**Work to be completed:** All lines from the one with "never corrupts other" through the close of the records below are to be set down exactly, and no others.

**Record extracts:**
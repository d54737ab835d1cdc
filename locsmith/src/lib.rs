#![forbid(unsafe_code)]
//! Incremental, diff-aware localization engine.
//!
//! locsmith extracts translatable strings from a project's source-of-truth
//! files, sends only what changed to a language-model backend, and writes
//! the results back into the same file formats without disturbing
//! structure, comments, or untouched translations.
//!
//! # Quick Start
//!
//! ```rust
//! use locsmith::formats::FormatType;
//!
//! // Every format round-trips through the flat key→text representation.
//! let parser = FormatType::Json.parser().unwrap();
//! let flat = parser.parse(r#"{"a": {"b": "hello"}}"#)?;
//! assert_eq!(flat.get("a.b").unwrap(), "hello");
//!
//! let text = parser.serialize("fr", &flat, None)?;
//! assert_eq!(parser.parse(&text)?, flat);
//! # Ok::<(), locsmith::Error>(())
//! ```
//!
//! # Pipeline
//!
//! source file → change detection (vs. the previous-source snapshot) →
//! chunk planning → batched translation with one unresolved-keys retry →
//! merge over the previous target → format serialization → target file.
//!
//! # Guarantees
//!
//! - Structural fidelity: `unflatten(flatten(x)) == x`, and every format's
//!   `parse(serialize(m)) == m` for supported value kinds.
//! - Idempotence: untouched keys keep their previous translated text
//!   byte-for-byte across reruns.
//! - Failure isolation: one failed chunk of one locale never corrupts other
//!   chunks, other locales, or previously translated content.

pub mod backend;
pub mod chunk;
pub mod config;
pub mod debug;
pub mod diff;
pub mod engine;
pub mod error;
pub mod flatten;
pub mod formats;
pub mod key;
pub mod merge;
pub mod orchestrator;
pub mod prompt;
pub mod snapshot;
pub mod store;
pub mod traits;
pub mod types;

// Re-export most used types for easy consumption
pub use crate::{
    backend::{BatchRequest, DocumentRequest, OpenAiBackend, RetryPolicy, TranslationBackend},
    config::{Config, FileGroup, LocaleConfig, ModelConfig},
    engine::{
        Engine, EngineOptions, FileOutcome, ProjectReport, RunReport, RunRequest,
        TranslateOptions,
    },
    error::Error,
    flatten::{FlatMap, Node, flatten, unflatten},
    formats::{FormatType, LiteralScanner, TranslationStrategy},
    traits::FormatParser,
    types::{Provenance, TranslationResult, TranslationUnit},
};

**Result of this exercise:**
//! - Failure isolation: one failed chunk of one locale never corrupts other
//!   chunks, other locales, or previously translated content.

pub mod backend;
pub mod chunk;
pub mod config;
pub mod debug;
pub mod diff;
pub mod engine;
pub mod error;
pub mod flatten;
pub mod formats;
pub mod key;
pub mod merge;
pub mod orchestrator;
pub mod prompt;
pub mod snapshot;
pub mod store;
pub mod traits;
pub mod types;

// Re-export most used types for easy consumption
pub use crate::{
    backend::{BatchRequest, DocumentRequest, OpenAiBackend, RetryPolicy, TranslationBackend},
    config::{Config, FileGroup, LocaleConfig, ModelConfig},
    engine::{
        Engine, EngineOptions, FileOutcome, ProjectReport, RunReport, RunRequest,
        TranslateOptions,
    },
    error::Error,
    flatten::{FlatMap, Node, flatten, unflatten},
    formats::{FormatType, LiteralScanner, TranslationStrategy},
    traits::FormatParser,
    types::{Provenance, TranslationResult, TranslationUnit},
};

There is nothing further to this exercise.